27 Gedanken zu “Gedanken einer Daheimgebliebenen

    1. 😂Auch wieder wahr! Einen ähnlichen Gedanken hatte ich gestern im See: Immerhin kann ich meinen See relativ schnell erreichen und kann auch schnell wieder weg, wenn die anderen kommen. Aber im Vergleich ist es eigentlich immer leer hier!
      Dir auch einen schönen Tag in deiner Höhle!🍨 Regine

      Gefällt 1 Person

  1. Wer will denn ans Meer? Viel zu voll, da sieht man das Meer gar nicht mehr, lach….
    Genau richtig, du und der See. Mehr bräuchte ich auch nicht.

    Like

      1. Für die paar heißen Tage reicht es völlig.
        Aber du hast ja Sehnsucht nach dem Wellenrauschen, Füsse in den Sand, diese Weite, …. Hach.
        Da bekomm ich ja direkt Lust aufs Meer.

        Like

  2. Na also, Urlaub gefunden 🙂 Und wer will sich wie in einer Sardinenbüchse fühlen? Nee danke, dann lieber See! LG und stay cool. Ich versuchs, bei 29,1 Grad drinnen, seufz. Wo ist unser schöner Sommer geblieben?!

    Gefällt 1 Person

    1. Weg ist unser schöner Sommer mit Wolken und einem kühlen Wind und etwas Sonne.
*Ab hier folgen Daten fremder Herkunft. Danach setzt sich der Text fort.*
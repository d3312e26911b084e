use axum::{
    extract::{Path, State},
    Json,
};
use nambola_protocol::*;
use tracing::{debug, warn};

use crate::{error::AppError, qr, AppState};

/* ------------------------------ player ------------------------------ */

pub async fn register_handler(
    State(state): State<AppState>,
    Json(payload): Json<RegisterRequest>,
) -> Result<Json<RegisterResponse>, AppError> {
    let mut game = state.game.lock();
    Ok(Json(game.register(&payload.player_name)?))
}

pub async fn names_handler(State(state): State<AppState>) -> Json<NamesResponse> {
    let game = state.game.lock();
    Json(NamesResponse { names: game.names() })
}

pub async fn ticket_handler(
    State(state): State<AppState>,
    Path(ticket_id): Path<String>,
) -> Result<Json<Ticket>, AppError> {
    let game = state.game.lock();
    Ok(Json(game.ticket(&ticket_id)?))
}

pub async fn game_status_handler(State(state): State<AppState>) -> Json<GameStatus> {
    let game = state.game.lock();
    Json(game.status())
}

pub async fn claim_handler(
    State(state): State<AppState>,
    Json(payload): Json<ClaimRequest>,
) -> Json<ClaimResponse> {
    let mut game = state.game.lock();
    let response = game.claim(&payload.ticket_id);
    if !response.success {
        debug!("claim for {} rejected", payload.ticket_id);
    }
    Json(response)
}

pub async fn profile_handler(
    State(state): State<AppState>,
    Path(name): Path<String>,
) -> Json<Profile> {
    let game = state.game.lock();
    Json(game.profile(&name))
}

/* ------------------------------- admin ------------------------------- */

pub async fn admin_login_handler(
    State(state): State<AppState>,
    Json(payload): Json<LoginRequest>,
) -> Result<Json<LoginResponse>, AppError> {
    if payload.password != state.config.admin_password {
        warn!("[ADMIN] rejected login attempt");
        return Err(AppError::Unauthorized("Invalid password".into()));
    }
    Ok(Json(LoginResponse {
        success: true,
        token: Some("admin_authenticated".into()),
    }))
}

pub async fn pick_name_handler(State(state): State<AppState>) -> Result<Json<PickNameResponse>, AppError> {
    let mut game = state.game.lock();
    Ok(Json(game.pick_name(&mut rand::thread_rng())?))
}

pub async fn claims_handler(State(state): State<AppState>) -> Json<Vec<PendingClaim>> {
    let game = state.game.lock();
    Json(game.pending_claims())
}

pub async fn verify_claim_handler(
    State(state): State<AppState>,
    Json(payload): Json<VerifyClaimRequest>,
) -> Result<Json<VerifyClaimResponse>, AppError> {
    let mut game = state.game.lock();
    Ok(Json(game.verify_claim(payload.claim_id, payload.is_valid)?))
}

pub async fn reset_game_handler(State(state): State<AppState>) -> Json<Ack> {
    let mut game = state.game.lock();
    game.reset();
    Json(Ack { success: true })
}

pub async fn qr_code_handler(State(state): State<AppState>) -> Result<Json<QrCode>, AppError> {
    let url = state.config.join_url.clone();
    Ok(Json(QrCode {
        qr_code: Some(qr::png_data_url(&url)?),
        url,
    }))
}
use url::Url;

/// Which screen to mount.
#[derive(Debug, Clone, PartialEq, Eq)]
pub enum Route {
    Register,
    Play(String),
    Admin,
}

/// Picks the initial screen from a location (`/path?query`) and the ticket id
/// held in storage. Evaluated once at startup.
pub fn resolve(location: &str, stored_ticket: Option<&str>) -> Route {
    let Some(url) = parse_location(location) else {
        return fallback(stored_ticket);
    };

    match url.path() {
        "/admin" => Route::Admin,
        "/play" => {
            let from_query = url
                .query_pairs()
                .find(|(k, _)| k == "ticketId")
                .map(|(_, v)| v.into_owned())
                .filter(|v| !v.is_empty());
            match from_query.or_else(|| stored_ticket.filter(|t| !t.is_empty()).map(str::to_string)) {
                Some(ticket_id) => Route::Play(ticket_id),
                None => Route::Register,
            }
        }
        _ => fallback(stored_ticket),
    }
}

fn fallback(stored_ticket: Option<&str>) -> Route {
    match stored_ticket.filter(|t| !t.is_empty()) {
        Some(ticket_id) => Route::Play(ticket_id.to_string()),
        None => Route::Register,
    }
}

fn parse_location(location: &str) -> Option<Url> {
    let base = Url::parse("http://nambola.local/").ok()?;
    base.join(location).ok()
}

/// Location shown once a player has a ticket.
pub fn play_location(ticket_id: &str) -> String {
    let mut url = match parse_location("/play") {
        Some(url) => url,
        None => return format!("/play?ticketId={}", ticket_id),
    };
    url.query_pairs_mut().append_pair("ticketId", ticket_id);
    match url.query() {
        Some(query) => format!("{}?{}", url.path(), query),
        None => url.path().to_string(),
    }
}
Aber hilft ja nichts. Immerhin habe ich es im Gegensatz zu Dir im Haus erträglich. Ist eben nur dämmrig. Halte gut durch, wir haben ja schon August!!!

      Gefällt 1 Person

    1. Ja, da müssen wir durch. Gestern Abend habe ich meine Radrunde gedreht und es war immer noch sehr warm. Heute bleibe ich wohl drinnen und gehe später nur zum Blumengießen raus. Mein Thermometer zeigt 37 Grad an. Und das hier in Norddeutschland. Wie muss es dann erst bei Euch aussehen? Alles Gute Dir und schmelze ja nicht weg! Regine

      Like

    1. Nein, mich in einen übervollen Strand zu quetschen mochte ich noch nie. In Dänemark ist es viel angenehmer. Mein kleiner See hier ist prima und relativ ruhig. Leider auch 25 km entfernt……..

      Like

  3. Frühmorgens gehe ich durch meinen Garten, der große Bäume sein eigen nennt. Die Luft ist wie im Wald und niemand – außer meinem Mann – wird mir dort begegnen. Ich bin dankbar, dass ich das genießen darf!